Not everything is a story
Sometimes including a user role into the story doesn’t help at all. Certain business needs cannot be even expressed as a story - actually, there’s a handful of cases where you don’t want a user story. My first Agile coach had a dozen templates for different cases. Here are some examples:
- A change request
- A constraint: required performance, technology stack, database to use
- A technical requirement: communication protocol, security standard compliance
Don’t try to squeeze such requirements into the user story format, just write them down in plain text. There is an indicator that you need to rethink whether to stick to user story format or not. It’s when you put something that doesn’t really sound like a user into the user’s placeholder, like your company name or software component where the change is required. Avoid stories like “As Big Company Inc. I want to send invoices to my customers” or “As WebCrawler I want to scan archives I find on the web.”

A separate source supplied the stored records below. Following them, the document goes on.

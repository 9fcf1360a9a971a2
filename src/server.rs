use axum::{
    middleware as axum_mw,
    routing::{get, post},
    Router,
};
use std::sync::Arc;
use tower_http::cors::CorsLayer;

use page_sensor::{sensor_middleware, Instrumentation};

use crate::handlers;
use crate::AppState;

/// Builds the full Axum `Router`. Without instrumentation the routes still
/// work; their task timers report into a no-op recorder.
pub fn create_router(
    state: Arc<AppState>,
    instrumentation: Option<Arc<Instrumentation>>,
) -> Router {
    let router = Router::new()
        // ── User endpoints ──────────────────────────────────────
        .route("/api/users/:id", get(handlers::users::get_user))
        .route("/api/users", post(handlers::users::create_user))
        // ── Product endpoints ───────────────────────────────────
        .route(
            "/api/products/:id",
            get(handlers::products::get_product),
        )
        // ── Provide shared state to all routes above ────────────
        .with_state(state);

    // ── Global middleware (applied bottom-up) ───────────────────
    let router = match instrumentation {
        Some(instrumentation) => router.layer(axum_mw::from_fn_with_state(
            instrumentation,
            sensor_middleware,
        )),
        None => router,
    };

    router.layer(CorsLayer::permissive())
}
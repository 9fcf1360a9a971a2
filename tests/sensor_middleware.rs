use std::sync::Arc;
use std::time::Duration;

use axum::{
    body::Body,
    extract::State,
    http::{Request, StatusCode},
    middleware,
    routing::get,
    Router,
};
use page_sensor::{
    sensor_middleware, ApacheHandler, HandlerRegistry, Instrumentation, ManualClock, Sensor,
    SensorConfig, SharedBuffer,
};
use tower::ServiceExt;

struct Harness {
    router: Router,
    log: SharedBuffer,
}

fn harness(handlers: &[&str], require_urls: &[&str], threshold_ms: u64) -> Harness {
    let log = SharedBuffer::new();
    let clock = Arc::new(ManualClock::new());

    let mut registry = HandlerRegistry::with_defaults();
    let sink = log.clone();
    registry.register("apache", move || Arc::new(ApacheHandler::new(Box::new(sink.clone()))));

    let config = SensorConfig {
        handlers: handlers.iter().map(|h| h.to_string()).collect(),
        require_urls: require_urls.iter().map(|u| u.to_string()).collect(),
        time_condition_ms: threshold_ms,
    };
    let instrumentation =
        Arc::new(Instrumentation::new(config, registry).with_clock(clock.clone()));

    let router = Router::new()
        .route("/slow", get(slow_page))
        .route("/fast", get(fast_page))
        .route("/course/view.php", get(fast_page))
        .with_state(clock)
        .layer(middleware::from_fn_with_state(instrumentation, sensor_middleware));

    Harness { router, log }
}

/// Three db queries of 10, 20 and 40 ms, then 80 ms of rendering.
async fn slow_page(State(clock): State<Arc<ManualClock>>, sensor: Sensor) -> &'static str {
    for ms in [10, 20, 40] {
        let _query = sensor.task("db_query");
        clock.advance(Duration::from_millis(ms));
    }
    {
        let _auth = sensor.task_once("auth_check");
        clock.advance(Duration::from_millis(5));
    }
    clock.advance(Duration::from_millis(75));
    "slow"
}

async fn fast_page(State(clock): State<Arc<ManualClock>>, sensor: Sensor) -> &'static str {
    let _render = sensor.task("render");
    clock.advance(Duration::from_millis(50));
    "fast"
}

async fn get_status(router: Router, uri: &str, user: Option<&str>) -> StatusCode {
    let mut request = Request::builder().uri(uri);
    if let Some(user) = user {
        request = request.header("x-user-id", user);
    }
    let response = router
        .oneshot(request.body(Body::empty()).unwrap())
        .await
        .unwrap();
    response.status()
}

#[tokio::test]
async fn fast_page_is_not_reported() {
    let h = harness(&["apache"], &[], 100);
    assert_eq!(get_status(h.router, "/fast", Some("7")).await, StatusCode::OK);
    assert!(h.log.contents().is_empty());
}

#[tokio::test]
async fn slow_page_is_reported_with_task_stats() {
    let h = harness(&["apache"], &[], 100);
    assert_eq!(get_status(h.router, "/slow", Some("7")).await, StatusCode::OK);
    assert_eq!(
        h.log.lines(),
        ["[MENTOR_SENSOR] /slow 7 TOTAL(150),db_query(70,3,2,10,40),auth_check(5)"]
    );
}

#[tokio::test]
async fn allowlisted_url_is_reported_even_when_fast() {
    let h = harness(&["apache"], &["view.php"], 10_000);
    let status = get_status(h.router, "/course/view.php?lang=en&id=12", None).await;
    assert_eq!(status, StatusCode::OK);
    assert_eq!(
        h.log.lines(),
        ["[MENTOR_SENSOR] /course/view.php?id=12 NULL TOTAL(50),render(50,1,5,50,50)"]
    );
}

#[tokio::test]
async fn unknown_handler_leaves_request_untouched() {
    let h = harness(&["apache", "does_not_exist"], &[], 0);
    assert_eq!(get_status(h.router, "/slow", None).await, StatusCode::OK);
    assert!(h.log.contents().is_empty());
}

#[tokio::test]
async fn responses_carry_timing_headers() {
    let h = harness(&["apache"], &[], 100);
    let response = h
        .router
        .oneshot(Request::builder().uri("/fast").body(Body::empty()).unwrap())
        .await
        .unwrap();

    assert!(response.headers().contains_key("x-response-time-us"));
    let server_timing = response.headers()["server-timing"].to_str().unwrap();
    assert!(server_timing.starts_with("total;dur="));
}

#[tokio::test]
async fn routes_without_middleware_use_a_disabled_sensor() {
    async fn probe(sensor: Sensor) -> String {
        let _timer = sensor.task("anything");
        sensor.is_enabled().to_string()
    }

    let router = Router::new().route("/", get(probe));
    let response = router
        .oneshot(Request::builder().uri("/").body(Body::empty()).unwrap())
        .await
        .unwrap();
    assert_eq!(response.status(), StatusCode::OK);

    let body = axum::body::to_bytes(response.into_body(), usize::MAX).await.unwrap();
    assert_eq!(&body[..], b"false");
}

Specifying software components as users is not always verboten: there are cases, when it’s perfectly fine. If you want to change a component named Leonard that is used by a component named Penny, then it’s fine to write a user story in a format "As Penny I want..." The story features Penny as a user, but it is about extending or changing Leonard. That’s actually a great way to write user stories for backend systems where there is no direct user. E.g. “As customer emailer I want to get a list of recommendations for a user so I can include them into the weekly digest” is a good example of a story written for a data analysis component.
User stories for backend systems are usually a hard topic on any project. You may read the following article to get more insight on how to write good backend stories here.
A note about details
Even though it’s important not to try to get all the details upfront, it’s also important to include details up to a certain level. In most cases a user story or a requirement benefits from ‘acceptance criteria’ section that restates what must be achieved for the story to be considered done. Listing one or two test scenarios can fulfill this purpose perfectly. A list of bullet points with desired KPIs can work just as well. The purpose of the section is to make clear to the developers when they can consider their work done - whatever format helps you achieve this goal is fine.
The big takeaway
The most important thing to keep in mind when working with user stories are:
- Write stories, not tasks
- Follow INVEST principles
- Start the conversation as soon as possible
Agile is all about conversation and collaboration, not about following written contracts. If you feel a need to document everything before starting the work, this is an indicator that you’ll have hard times applying Agile at your organization. Don’t try to get everything specified upfront, but talk to your team. It will work wonders.
Mike Cohn’s "User stories applied" is a classical work on user stories. It contains a lot of practical advice, dos, don'ts, examples and war stories. Most of the advice in this article can be found there, with more detail. Information density per page is at times overwhelming. Chapter 5, “Working with User Proxies” can be especially eye-opening.
Mike Cohn also has an active blog on all things Agile.
Roman Pichler’s "Agile Product Management with Scrum" is a great primer for how to be a product owner. Chapter 3 "Working with the Product Backlog" explains the importance of backlog grooming and contains a list of good and bad practices.